In what researchers from the University Hospital in Madrid, Spain, are calling a practice-changing study, sequential treatment with chemotherapy followed by chemoradiotherapy more than doubled time-to-treatment failure (TTF) in patients with unresectable locally advanced head and neck cancer. Ricardo Hitt, MD, PhD, led the phase III randomly controlled study.

From 2002-2007, Professor Hitt and associates assigned 439 patients with an ECOG performance status of 0-1 to receive standard radiochemotherapy with a cisplatin-based regimen alone (n = 128) or preceded by three cycles of induction chemotherapy with cisplatin and 5-fluorouracil (n = 156). Some patients in the sequential therapy arm also received docetaxel (n = 155). Patients were stratified according to location of the primary tumor; the majority (63%) had tumors of the oropharynx and oral cavity.

Researchers defined time-to-treatment failure as a “composite of time-to-disease progression, -to-surgery or other cancer-related treatments, -to-drop-out-due to an adverse event, and -to-death from any cause.” TTF in the sequential group was 12.5 months versus 5.0 months in the chemoradiotherapy cohort (P < .001; hazard ratio, 0.57; 95% confidence interval, 0.44-0.74), a statistically significant result. Locoregional control, a secondary endpoint of the study, was seen in 61.5% of patients who received induction chemotherapy followed by chemoradiotherapy and in 44.5% of patients who received chemoradiotherapy alone (P = .002). Researchers said that 438 patients were needed to produce a 15% difference in treatment failure, defined as death or disease progression or the need for surgery or other treatments.
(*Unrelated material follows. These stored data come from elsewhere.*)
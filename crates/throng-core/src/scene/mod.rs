// Copyright 2025 eraflo
//
// Licensed under the Apache License, Version 2.0 (the "License");
// you may not use this file except in compliance with the License.
// You may obtain a copy of the License at
//
//     http://www.apache.org/licenses/LICENSE-2.0
//
// Unless required by applicable law or agreed to in writing, software
// distributed under the License is distributed on an "AS IS" BASIS,
// WITHOUT WARRANTIES OR CONDITIONS OF ANY KIND, either express or implied.
// See the License for the specific language governing permissions and
// limitations under the License.

//! The contract between the crowd importer and the host scene graph.
//!
//! The host is treated as an opaque, imperative service: every call is
//! blocking, applied in order, and has side effects that cannot be safely
//! retried. Concrete hosts live in other crates (see `throng-infra`).

mod error;
mod handle;
mod mesh;
mod options;

pub use error::*;
pub use handle::*;
pub use mesh::*;
pub use options::*;

use std::path::Path;

/// The operations the importer needs from a host scene graph.
///
/// Handles returned by one call stay valid until the node is deleted, even
/// across renames and reparenting.
pub trait SceneGraph {
    /// Creates an empty transform at the world root.
    fn create_empty_group(&mut self, name: &str) -> SceneResult<NodeHandle>;

    /// Creates a dependency node (shader, texture, deformer, ...) or a joint.
    fn create_node(&mut self, kind: NodeKind, name: &str) -> SceneResult<NodeHandle>;

    /// Creates a polygon mesh from a description, returning its transform.
    fn create_mesh(&mut self, name: &str, mesh: &MeshDescription) -> SceneResult<NodeHandle>;

    /// Imports a mesh file under a new top-level group and returns that group.
    fn import_mesh_file(&mut self, path: &Path, options: &ImportOptions)
        -> SceneResult<NodeHandle>;

    /// Duplicates a node next to the original.
    fn duplicate(&mut self, node: &NodeHandle, options: DuplicateOptions)
        -> SceneResult<NodeHandle>;

    /// Moves a node under a new parent, or under the world root if `parent` is `None`.
    fn reparent(
        &mut self,
        node: &NodeHandle,
        parent: Option<&NodeHandle>,
        options: ReparentOptions,
    ) -> SceneResult<NodeHandle>;

    /// Connects two attributes.
    fn connect_attribute(
        &mut self,
        src: &AttrPath,
        dst: &AttrPath,
        options: ConnectOptions,
    ) -> SceneResult<()>;

    /// Breaks a connection made by [`connect_attribute`](SceneGraph::connect_attribute).
    fn disconnect_attribute(&mut self, src: &AttrPath, dst: &AttrPath) -> SceneResult<()>;

    /// Sets the value of an attribute.
    fn set_attribute(&mut self, target: &AttrPath, value: AttrValue) -> SceneResult<()>;

    /// Renames a node.
    fn rename(&mut self, node: &NodeHandle, new_name: &str) -> SceneResult<NodeHandle>;

    /// Deletes a node and everything below it.
    fn delete(&mut self, node: &NodeHandle) -> SceneResult<()>;

    /// Returns the direct children of a node.
    fn list_children(&self, node: &NodeHandle) -> SceneResult<Vec<NodeHandle>>;

    /// Returns every node below `node`, optionally filtered by kind.
    fn list_descendants(
        &self,
        node: &NodeHandle,
        kind: Option<NodeKind>,
    ) -> SceneResult<Vec<NodeHandle>>;

    /// Looks up a node by its name.
    fn find_node(&self, name: &str) -> SceneResult<NodeHandle>;

    /// Smooths the normals of a mesh for edges under `angle` degrees.
    fn soften_edges(&mut self, mesh: &NodeHandle, angle: f32) -> SceneResult<()>;

    /// Moves the faces touching `vertices` out of a mesh shape into a new mesh,
    /// returning the new transform, which is placed next to the source's.
    fn split_mesh(
        &mut self,
        mesh: &NodeHandle,
        name: &str,
        vertices: &[usize],
    ) -> SceneResult<NodeHandle>;

    /// Makes `members` render with the given shading group, in one operation.
    fn assign_shading_group(
        &mut self,
        members: &[NodeHandle],
        group: &NodeHandle,
    ) -> SceneResult<()>;
}
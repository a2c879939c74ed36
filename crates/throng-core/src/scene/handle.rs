// Copyright 2025 eraflo
//
// Licensed under the Apache License, Version 2.0 (the "License");
// you may not use this file except in compliance with the License.
// You may obtain a copy of the License at
//
//     http://www.apache.org/licenses/LICENSE-2.0
//
// Unless required by applicable law or agreed to in writing, software
// distributed under the License is distributed on an "AS IS" BASIS,
// WITHOUT WARRANTIES OR CONDITIONS OF ANY KIND, either express or implied.
// See the License for the specific language governing permissions and
// limitations under the License.

//! Defines node handles, attribute paths, and attribute values.

use std::fmt;

/// An opaque, stable reference to a node of the host scene.
///
/// The value is assigned by the host; callers only compare and copy it.
#[derive(Debug, Clone, Copy, PartialEq, Eq, Hash, PartialOrd, Ord)]
pub struct NodeHandle(u64);

impl NodeHandle {
    /// Wraps a host-assigned id.
    #[inline]
    pub const fn new(id: u64) -> Self {
        Self(id)
    }

    /// Returns the host-assigned id.
    #[inline]
    pub const fn id(self) -> u64 {
        self.0
    }

    /// Builds the path of an attribute of this node.
    #[inline]
    pub fn attr(self, attr: impl Into<String>) -> AttrPath {
        AttrPath {
            node: self,
            attr: attr.into(),
        }
    }
}

impl fmt::Display for NodeHandle {
    fn fmt(&self, f: &mut fmt::Formatter<'_>) -> fmt::Result {
        write!(f, "node#{}", self.0)
    }
}

/// Addresses one attribute of one node, e.g. `weightList[3].weights`.
#[derive(Debug, Clone, PartialEq, Eq, Hash)]
pub struct AttrPath {
    /// The node owning the attribute.
    pub node: NodeHandle,
    /// The attribute name, possibly with array indices.
    pub attr: String,
}

impl fmt::Display for AttrPath {
    fn fmt(&self, f: &mut fmt::Formatter<'_>) -> fmt::Result {
        write!(f, "{}.{}", self.node, self.attr)
    }
}

/// A value that can be stored on an attribute.
#[derive(Debug, Clone, PartialEq)]
pub enum AttrValue {
    /// A boolean.
    Bool(bool),
    /// An integer.
    Int(i64),
    /// A scalar.
    Float(f32),
    /// A triple, e.g. a color or a translation.
    Float3([f32; 3]),
    /// A list of scalars.
    FloatArray(Vec<f32>),
    /// A string.
    String(String),
}

/// The kinds of nodes the importer creates or queries.
#[derive(Debug, Clone, Copy, PartialEq, Eq, Hash)]
pub enum NodeKind {
    /// A transform (group).
    Transform,
    /// A polygon mesh shape.
    Mesh,
    /// A skeleton joint.
    Joint,
    /// A surface shader.
    Shader(ShaderKind),
    /// A shading group (renderable set).
    ShadingGroup,
    /// A file texture.
    FileTexture,
    /// A 2D texture placement.
    Place2dTexture,
    /// A skin deformer.
    SkinCluster,
    /// A default list that registers shading nodes with the renderer.
    DefaultList,
}

impl NodeKind {
    /// Returns `true` for shape nodes.
    pub fn is_shape(self) -> bool {
        matches!(self, NodeKind::Mesh)
    }

    /// Returns the host type name of the node kind.
    pub fn type_name(self) -> &'static str {
        match self {
            NodeKind::Transform => "transform",
            NodeKind::Mesh => "mesh",
            NodeKind::Joint => "joint",
            NodeKind::Shader(kind) => kind.type_name(),
            NodeKind::ShadingGroup => "shadingEngine",
            NodeKind::FileTexture => "file",
            NodeKind::Place2dTexture => "place2dTexture",
            NodeKind::SkinCluster => "skinCluster",
            NodeKind::DefaultList => "defaultList",
        }
    }
}

/// The surface shader models the importer knows how to configure.
#[derive(Debug, Default, Clone, Copy, PartialEq, Eq, Hash, serde::Serialize, serde::Deserialize)]
#[serde(rename_all = "lowercase")]
pub enum ShaderKind {
    /// Blinn shading, with specular color and roll-off.
    #[default]
    Blinn,
    /// Lambert shading, diffuse only.
    Lambert,
}

impl ShaderKind {
    /// Returns the host type name of the shader.
    pub fn type_name(self) -> &'static str {
        match self {
            ShaderKind::Blinn => "blinn",
            ShaderKind::Lambert => "lambert",
        }
    }
}
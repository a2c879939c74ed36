// Copyright 2025 eraflo
//
// Licensed under the Apache License, Version 2.0 (the "License");
// you may not use this file except in compliance with the License.
// You may obtain a copy of the License at
//
//     http://www.apache.org/licenses/LICENSE-2.0
//
// Unless required by applicable law or agreed to in writing, software
// distributed under the License is distributed on an "AS IS" BASIS,
// WITHOUT WARRANTIES OR CONDITIONS OF ANY KIND, either express or implied.
// See the License for the specific language governing permissions and
// limitations under the License.

//! Defines animation curves and the actions that group them.

use serde::{Deserialize, Serialize};
use std::collections::HashMap;
use std::fmt;

/// The only interpolation type kept by [`Action::add_curve`].
pub const LINEAR: &str = "linear";

/// An animation curve for one object channel.
#[derive(Debug, Clone, PartialEq, Serialize, Deserialize)]
pub struct Curve {
    /// Channel identifier, `"object:attribute"` or a bare `"attribute"`.
    pub channel: String,
    /// Interpolation type tag.
    pub kind: String,
    /// `(time, value)` samples.
    pub points: Vec<(f32, f32)>,
}

impl Curve {
    /// Creates a curve with `num_points` zeroed samples.
    pub fn new(channel: impl Into<String>, kind: impl Into<String>, num_points: usize) -> Self {
        Self {
            channel: channel.into(),
            kind: kind.into(),
            points: vec![(0.0, 0.0); num_points],
        }
    }

    /// Splits the channel identifier into its object and attribute parts.
    pub fn key(&self) -> ChannelKey {
        match self.channel.split_once(':') {
            Some((object, attribute)) => ChannelKey::new(object, attribute),
            None => ChannelKey::new("", self.channel.as_str()),
        }
    }
}

/// Identifies an animated attribute of an object.
#[derive(Debug, Clone, PartialEq, Eq, Hash, Serialize, Deserialize)]
pub struct ChannelKey {
    /// The animated object; empty when the curve names only an attribute.
    pub object: String,
    /// The animated attribute.
    pub attribute: String,
}

impl ChannelKey {
    /// Creates a channel key.
    pub fn new(object: impl Into<String>, attribute: impl Into<String>) -> Self {
        Self {
            object: object.into(),
            attribute: attribute.into(),
        }
    }
}

impl fmt::Display for ChannelKey {
    fn fmt(&self, f: &mut fmt::Formatter<'_>) -> fmt::Result {
        write!(f, "{} {}", self.object, self.attribute)
    }
}

/// A named animation: a set of linear curves keyed by object channel.
#[derive(Debug, Clone, Default, PartialEq, Serialize, Deserialize)]
pub struct Action {
    /// Name of the action.
    pub name: String,
    /// Curves by object channel.
    pub curves: HashMap<ChannelKey, Curve>,
    /// Largest point count of any curve, used to size playback buffers.
    pub max_points: usize,
}

impl Action {
    /// Creates an empty action.
    pub fn new(name: impl Into<String>) -> Self {
        Self {
            name: name.into(),
            ..Default::default()
        }
    }

    /// Adds a curve, keyed by its object channel.
    ///
    /// Curves that are not [`LINEAR`] are dropped.
    pub fn add_curve(&mut self, curve: Curve) {
        if curve.kind != LINEAR {
            log::debug!(
                "Action '{}': skipping {} curve on '{}'",
                self.name,
                curve.kind,
                curve.channel
            );
            return;
        }
        self.max_points = self.max_points.max(curve.points.len());
        self.curves.insert(curve.key(), curve);
    }

    /// Returns the curve animating the given object channel.
    pub fn curve(&self, object: &str, attribute: &str) -> Option<&Curve> {
        self.curves.get(&ChannelKey::new(object, attribute))
    }
}
// Copyright 2025 eraflo
//
// Licensed under the Apache License, Version 2.0 (the "License");
// you may not use this file except in compliance with the License.
// You may obtain a copy of the License at
//
//     http://www.apache.org/licenses/LICENSE-2.0
//
// Unless required by applicable law or agreed to in writing, software
// distributed under the License is distributed on an "AS IS" BASIS,
// WITHOUT WARRANTIES OR CONDITIONS OF ANY KIND, either express or implied.
// See the License for the specific language governing permissions and
// limitations under the License.

//! Defines the `Rgb` color triple and the color-space tag attached to it.

use serde::{Deserialize, Serialize};

/// The space a material color triple is expressed in.
///
/// Crowd descriptions default to HSV, with every component in `[0, 1]`.
#[derive(Debug, Default, Clone, Copy, PartialEq, Eq, Serialize, Deserialize)]
#[serde(rename_all = "lowercase")]
pub enum ColorSpace {
    /// Hue, saturation, value.
    #[default]
    Hsv,
    /// Red, green, blue.
    Rgb,
}

impl std::str::FromStr for ColorSpace {
    type Err = String;

    fn from_str(s: &str) -> Result<Self, Self::Err> {
        match s.to_ascii_lowercase().as_str() {
            "hsv" => Ok(ColorSpace::Hsv),
            "rgb" => Ok(ColorSpace::Rgb),
            other => Err(format!("unknown color space '{other}'")),
        }
    }
}

/// A color as three `f32` components.
#[derive(Debug, Default, Clone, Copy, PartialEq, Serialize, Deserialize)]
pub struct Rgb(pub [f32; 3]);

impl Rgb {
    /// Creates a new color triple.
    #[inline]
    pub const fn new(a: f32, b: f32, c: f32) -> Self {
        Self([a, b, c])
    }

    /// Returns the components as an array.
    #[inline]
    pub const fn to_array(self) -> [f32; 3] {
        self.0
    }
}

#[cfg(test)]
mod tests {
    use super::*;

    #[test]
    fn test_color_space_parse() {
        assert_eq!("HSV".parse::<ColorSpace>(), Ok(ColorSpace::Hsv));
        assert_eq!("rgb".parse::<ColorSpace>(), Ok(ColorSpace::Rgb));
        assert!("cmyk".parse::<ColorSpace>().is_err());
    }
}
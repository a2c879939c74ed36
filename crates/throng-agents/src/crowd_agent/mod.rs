// Copyright 2025 eraflo
//
// Licensed under the Apache License, Version 2.0 (the "License");
// you may not use this file except in compliance with the License.
// You may obtain a copy of the License at
//
//     http://www.apache.org/licenses/LICENSE-2.0
//
// Unless required by applicable law or agreed to in writing, software
// distributed under the License is distributed on an "AS IS" BASIS,
// WITHOUT WARRANTIES OR CONDITIONS OF ANY KIND, either express or implied.
// See the License for the specific language governing permissions and
// limitations under the License.

//! Builds agents in the host scene, one subtree per simulated agent.

mod agent;
mod instance;

pub use agent::*;
pub use instance::*;
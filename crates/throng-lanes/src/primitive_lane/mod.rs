// Copyright 2025 eraflo
//
// Licensed under the Apache License, Version 2.0 (the "License");
// you may not use this file except in compliance with the License.
// You may obtain a copy of the License at
//
//     http://www.apache.org/licenses/LICENSE-2.0
//
// Unless required by applicable law or agreed to in writing, software
// distributed under the License is distributed on an "AS IS" BASIS,
// WITHOUT WARRANTIES OR CONDITIONS OF ANY KIND, either express or implied.
// See the License for the specific language governing permissions and
// limitations under the License.

//! Builds the procedural meshes of joint primitives.
//!
//! Every shape is generated around the origin with its length along +Y, then
//! turned onto the primitive's main axis, rotated by its local rotation and
//! moved to its centre.

mod generators;

use thiserror::Error;
use throng_core::description::{Primitive, PrimitiveShape};
use throng_core::math::Vec3;
use throng_core::scene::MeshDescription;

/// Number of segments around the circumference of round shapes.
pub const SEGMENTS: u32 = 16;
/// Number of rings from pole to pole of a sphere.
pub const RINGS: u32 = 8;

/// Errors raised when a primitive cannot be turned into a mesh.
#[derive(Debug, Error, PartialEq)]
pub enum MeshError {
    /// A size parameter is zero, negative, infinite or NaN.
    #[error("{shape} primitive of joint '{joint}' has invalid {param}: {value}")]
    InvalidDimension {
        /// The shape kind.
        shape: &'static str,
        /// The owning joint.
        joint: String,
        /// The offending parameter.
        param: &'static str,
        /// The offending value.
        value: f32,
    },
    /// The rotation or centre is not finite.
    #[error("primitive of joint '{0}' has a non-finite placement")]
    InvalidPlacement(String),
}

/// Builds the mesh of a primitive, in the local space of its joint.
///
/// # Errors
/// Returns [`MeshError`] for non-positive or non-finite dimensions and for a
/// non-finite rotation or centre.
pub fn build_mesh(primitive: &Primitive) -> Result<MeshDescription, MeshError> {
    validate(primitive)?;

    let mut mesh = match primitive.shape {
        PrimitiveShape::Tube { radius, length } | PrimitiveShape::Disc { radius, length } => {
            generators::cylinder(radius, length, SEGMENTS)
        }
        PrimitiveShape::Sphere { radius } => generators::sphere(radius, SEGMENTS, RINGS),
        PrimitiveShape::Box { size } => generators::cuboid(size),
    };

    let align = axis_alignment(primitive.main_axis());
    let rotate = primitive.rotate;
    let centre = primitive.centre;
    mesh.transform(
        |p| align(p).rotate_euler_degrees(rotate) + centre,
        |n| align(n).rotate_euler_degrees(rotate).normalize(),
    );
    Ok(mesh)
}

fn validate(primitive: &Primitive) -> Result<(), MeshError> {
    let shape = primitive.shape.kind_name();
    let check = |param: &'static str, value: f32| {
        if value.is_finite() && value > 0.0 {
            Ok(())
        } else {
            Err(MeshError::InvalidDimension {
                shape,
                joint: primitive.joint.clone(),
                param,
                value,
            })
        }
    };

    match primitive.shape {
        PrimitiveShape::Tube { radius, length } | PrimitiveShape::Disc { radius, length } => {
            check("radius", radius)?;
            check("length", length)?;
        }
        PrimitiveShape::Sphere { radius } => check("radius", radius)?,
        PrimitiveShape::Box { size } => {
            check("size.x", size[0])?;
            check("size.y", size[1])?;
            check("size.z", size[2])?;
        }
    }

    let placement = primitive.rotate.to_array().into_iter().chain(primitive.centre.to_array());
    if placement.into_iter().all(f32::is_finite) {
        Ok(())
    } else {
        Err(MeshError::InvalidPlacement(primitive.joint.clone()))
    }
}

/// Maps the generators' +Y length axis onto the given local axis.
fn axis_alignment(axis: usize) -> fn(Vec3) -> Vec3 {
    match axis {
        0 => |v: Vec3| Vec3::new(v.y, -v.x, v.z),
        2 => |v: Vec3| Vec3::new(v.x, -v.z, v.y),
        _ => |v: Vec3| v,
    }
}

#[cfg(test)]
mod tests {
    use super::*;
    use approx::assert_relative_eq;

    fn extent(mesh: &MeshDescription) -> Vec3 {
        let (lo, hi) = mesh.bounds().unwrap();
        hi - lo
    }

    #[test]
    fn test_tube_is_along_y_by_default() {
        let prim = Primitive::new(
            "spine",
            PrimitiveShape::Tube {
                radius: 0.5,
                length: 4.0,
            },
        );
        let mesh = build_mesh(&prim).unwrap();
        let size = extent(&mesh);
        assert_relative_eq!(size.y, 4.0, epsilon = 1e-5);
        assert_relative_eq!(size.x, 1.0, epsilon = 1e-5);
        assert_eq!(mesh.normals.len(), mesh.positions.len());
        assert_eq!(mesh.indices.len() % 3, 0);
    }

    #[test]
    fn test_main_axis_turns_the_shape() {
        let mut prim = Primitive::new(
            "arm",
            PrimitiveShape::Tube {
                radius: 0.5,
                length: 4.0,
            },
        );
        prim.axis = [true, false, false];
        let size = extent(&build_mesh(&prim).unwrap());
        assert_relative_eq!(size.x, 4.0, epsilon = 1e-5);
        assert_relative_eq!(size.y, 1.0, epsilon = 1e-5);

        prim.axis = [false, false, true];
        let size = extent(&build_mesh(&prim).unwrap());
        assert_relative_eq!(size.z, 4.0, epsilon = 1e-5);
    }

    #[test]
    fn test_box_size_and_centre() {
        let mut prim = Primitive::new("hips", PrimitiveShape::Box { size: [2.0, 3.0, 4.0] });
        prim.centre = Vec3::new(10.0, 0.0, 0.0);
        let mesh = build_mesh(&prim).unwrap();
        let (lo, hi) = mesh.bounds().unwrap();
        assert_relative_eq!(lo.x, 9.0, epsilon = 1e-5);
        assert_relative_eq!(hi.x, 11.0, epsilon = 1e-5);
        assert_relative_eq!(hi.y - lo.y, 3.0, epsilon = 1e-5);
        assert_relative_eq!(hi.z - lo.z, 4.0, epsilon = 1e-5);
        assert_eq!(mesh.triangle_count(), 12);
    }

    #[test]
    fn test_sphere_vertices_lie_on_radius() {
        let prim = Primitive::new("head", PrimitiveShape::Sphere { radius: 2.0 });
        let mesh = build_mesh(&prim).unwrap();
        for p in &mesh.positions {
            assert_relative_eq!(p.length(), 2.0, epsilon = 1e-4);
        }
    }

    #[test]
    fn test_rotation_is_applied() {
        let mut prim = Primitive::new(
            "leg",
            PrimitiveShape::Tube {
                radius: 0.1,
                length: 2.0,
            },
        );
        prim.rotate = Vec3::new(0.0, 0.0, 90.0);
        let size = extent(&build_mesh(&prim).unwrap());
        assert_relative_eq!(size.x, 2.0, epsilon = 1e-4);
    }

    #[test]
    fn test_invalid_dimensions_are_rejected() {
        let prim = Primitive::new("neck", PrimitiveShape::Sphere { radius: 0.0 });
        assert!(matches!(
            build_mesh(&prim),
            Err(MeshError::InvalidDimension { param: "radius", .. })
        ));

        let prim = Primitive::new(
            "neck",
            PrimitiveShape::Disc {
                radius: 1.0,
                length: f32::NAN,
            },
        );
        let err = build_mesh(&prim).unwrap_err();
        assert!(err.to_string().contains("length"));

        let mut prim = Primitive::new("neck", PrimitiveShape::BOX);
        prim.centre = Vec3::new(f32::INFINITY, 0.0, 0.0);
        assert_eq!(
            build_mesh(&prim),
            Err(MeshError::InvalidPlacement("neck".to_string()))
        );
    }
}
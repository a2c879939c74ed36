// Copyright 2025 eraflo
//
// Licensed under the Apache License, Version 2.0 (the "License");
// you may not use this file except in compliance with the License.
// You may obtain a copy of the License at
//
//     http://www.apache.org/licenses/LICENSE-2.0
//
// Unless required by applicable law or agreed to in writing, software
// distributed under the License is distributed on an "AS IS" BASIS,
// WITHOUT WARRANTIES OR CONDITIONS OF ANY KIND, either express or implied.
// See the License for the specific language governing permissions and
// limitations under the License.

//! Content keys of the four build caches.
//!
//! Each key spells out what makes two constructs interchangeable, so keys of
//! different caches cannot collide.

use crate::config::SkinType;
use std::fmt;
use std::path::{Path, PathBuf};
use throng_core::description::{Material, MaterialId};

/// Key of a geometry master.
#[derive(Debug, Clone, PartialEq, Eq, Hash)]
pub enum GeometryKey {
    /// Smooth binding: the imported file is the same for every agent type.
    Shared {
        /// Source mesh file.
        file: PathBuf,
    },
    /// Chunked binding: each agent type splits the mesh its own way.
    PerType {
        /// Agent type that owns the split.
        agent_type: String,
        /// Source mesh file.
        file: PathBuf,
    },
}

impl GeometryKey {
    /// Builds the key of a file for an agent type under a binding.
    pub fn new(agent_type: &str, file: &Path, skin_type: SkinType) -> Self {
        match skin_type {
            SkinType::Smooth => GeometryKey::Shared {
                file: file.to_path_buf(),
            },
            SkinType::Chunked => GeometryKey::PerType {
                agent_type: agent_type.to_string(),
                file: file.to_path_buf(),
            },
        }
    }
}

impl fmt::Display for GeometryKey {
    fn fmt(&self, f: &mut fmt::Formatter<'_>) -> fmt::Result {
        match self {
            GeometryKey::Shared { file } => write!(f, "{}", file.display()),
            GeometryKey::PerType { agent_type, file } => {
                write!(f, "{agent_type}_{}", file.display())
            }
        }
    }
}

/// Key of a primitive master: one per joint of an agent type.
#[derive(Debug, Clone, PartialEq, Eq, Hash)]
pub struct PrimitiveKey {
    /// Agent type owning the joint.
    pub agent_type: String,
    /// Joint owning the primitive.
    pub joint: String,
}

impl PrimitiveKey {
    /// Builds the key of a joint's primitive.
    pub fn new(agent_type: &str, joint: &str) -> Self {
        Self {
            agent_type: agent_type.to_string(),
            joint: joint.to_string(),
        }
    }
}

impl fmt::Display for PrimitiveKey {
    fn fmt(&self, f: &mut fmt::Formatter<'_>) -> fmt::Result {
        write!(f, "{}_{}", self.agent_type, self.joint)
    }
}

/// Key of a shading group.
///
/// Only a color map makes shading vary between uses, so materials without
/// one are identified by id alone.
#[derive(Debug, Clone, PartialEq, Eq, Hash)]
pub enum MaterialKey {
    /// A textured material, by color map path.
    ColorMap(String),
    /// An untextured material, by id.
    Id(MaterialId),
}

impl From<&Material> for MaterialKey {
    fn from(material: &Material) -> Self {
        match &material.color_map {
            Some(path) => MaterialKey::ColorMap(path.clone()),
            None => MaterialKey::Id(material.id),
        }
    }
}

impl fmt::Display for MaterialKey {
    fn fmt(&self, f: &mut fmt::Formatter<'_>) -> fmt::Result {
        match self {
            MaterialKey::ColorMap(path) => f.write_str(path),
            MaterialKey::Id(id) => write!(f, "{id}"),
        }
    }
}

/// Key of a cached skin weight table: one per mesh file.
#[derive(Debug, Clone, PartialEq, Eq, Hash)]
pub struct ClusterKey {
    /// Source mesh file.
    pub file: PathBuf,
}

impl ClusterKey {
    /// Builds the key of a mesh file.
    pub fn new(file: &Path) -> Self {
        Self {
            file: file.to_path_buf(),
        }
    }
}

impl fmt::Display for ClusterKey {
    fn fmt(&self, f: &mut fmt::Formatter<'_>) -> fmt::Result {
        write!(f, "{}", self.file.display())
    }
}
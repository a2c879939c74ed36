// Copyright 2025 eraflo
//
// Licensed under the Apache License, Version 2.0 (the "License");
// you may not use this file except in compliance with the License.
// You may obtain a copy of the License at
//
//     http://www.apache.org/licenses/LICENSE-2.0
//
// Unless required by applicable law or agreed to in writing, software
// distributed under the License is distributed on an "AS IS" BASIS,
// WITHOUT WARRANTIES OR CONDITIONS OF ANY KIND, either express or implied.
// See the License for the specific language governing permissions and
// limitations under the License.

//! A generic, type-safe storage for scene masters.

use std::collections::HashMap;
use std::hash::Hash;

/// An in-memory cache mapping a content key `K` to a master `M`.
///
/// Masters are the first fully-built copy of a scene construct; later agents
/// replicate them instead of building again. The key type encodes what makes
/// two constructs interchangeable, so keys from different caches cannot be
/// mixed up.
#[derive(Debug)]
pub struct MasterCache<K, M> {
    storage: HashMap<K, M>,
    hits: u64,
    misses: u64,
}

impl<K, M> Default for MasterCache<K, M> {
    fn default() -> Self {
        Self {
            storage: HashMap::new(),
            hits: 0,
            misses: 0,
        }
    }
}

impl<K: Eq + Hash, M> MasterCache<K, M> {
    /// Creates a new, empty cache.
    pub fn new() -> Self {
        Self::default()
    }

    /// Looks up the master for `key`, counting the hit or miss.
    ///
    /// A `None` is the normal signal that the master must be built.
    pub fn get(&mut self, key: &K) -> Option<&M> {
        let found = self.storage.get(key);
        if found.is_some() {
            self.hits += 1;
        } else {
            self.misses += 1;
        }
        found
    }

    /// Returns the master for `key` without touching the statistics.
    pub fn peek(&self, key: &K) -> Option<&M> {
        self.storage.get(key)
    }

    /// Registers a fully-built master under `key`.
    ///
    /// Returns the master previously stored under the same key, if any.
    pub fn put(&mut self, key: K, master: M) -> Option<M> {
        self.storage.insert(key, master)
    }

    /// Returns the number of registered masters.
    pub fn len(&self) -> usize {
        self.storage.len()
    }

    /// Returns `true` if no master was registered.
    pub fn is_empty(&self) -> bool {
        self.storage.is_empty()
    }

    /// Iterates over the registered masters.
    pub fn masters(&self) -> impl Iterator<Item = &M> {
        self.storage.values()
    }

    /// Returns the number of lookups that found a master.
    pub fn hits(&self) -> u64 {
        self.hits
    }

    /// Returns the number of lookups that found nothing.
    pub fn misses(&self) -> u64 {
        self.misses
    }
}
More patients in the sequential therapy group experienced grade 3-4 adverse events than in the monotherapy arm (83% vs. 69%, respectively). The most common included febrile neutropenia, experienced by 10% of patients who received induction therapy prior to chemoradiotherapy compared with 1% in the chemoradiotherapy-alone arm; and stomatitis, which developed in 44% of patients on sequential therapy and 31% of those who did not receive induction chemotherapy (P = .002). “These study results illustrate that this complex disease deserves a rational and comprehensive management strategy to overcome its pathologic mechanism and the inherent possibility of failure and clinical control,” Professor Hitt said.

Fadlo Khuri, MD, professor and Roberto Goizueta Chair of Hematology and Medical Oncology at Emory University, Atlanta, Georgia, commented on the findings, saying, “These data may help define and clarify standard approaches to the treatment of patients with advanced unresectable disease.” The study is included in the Best of ASCO program.

ASCO Abstract #6009.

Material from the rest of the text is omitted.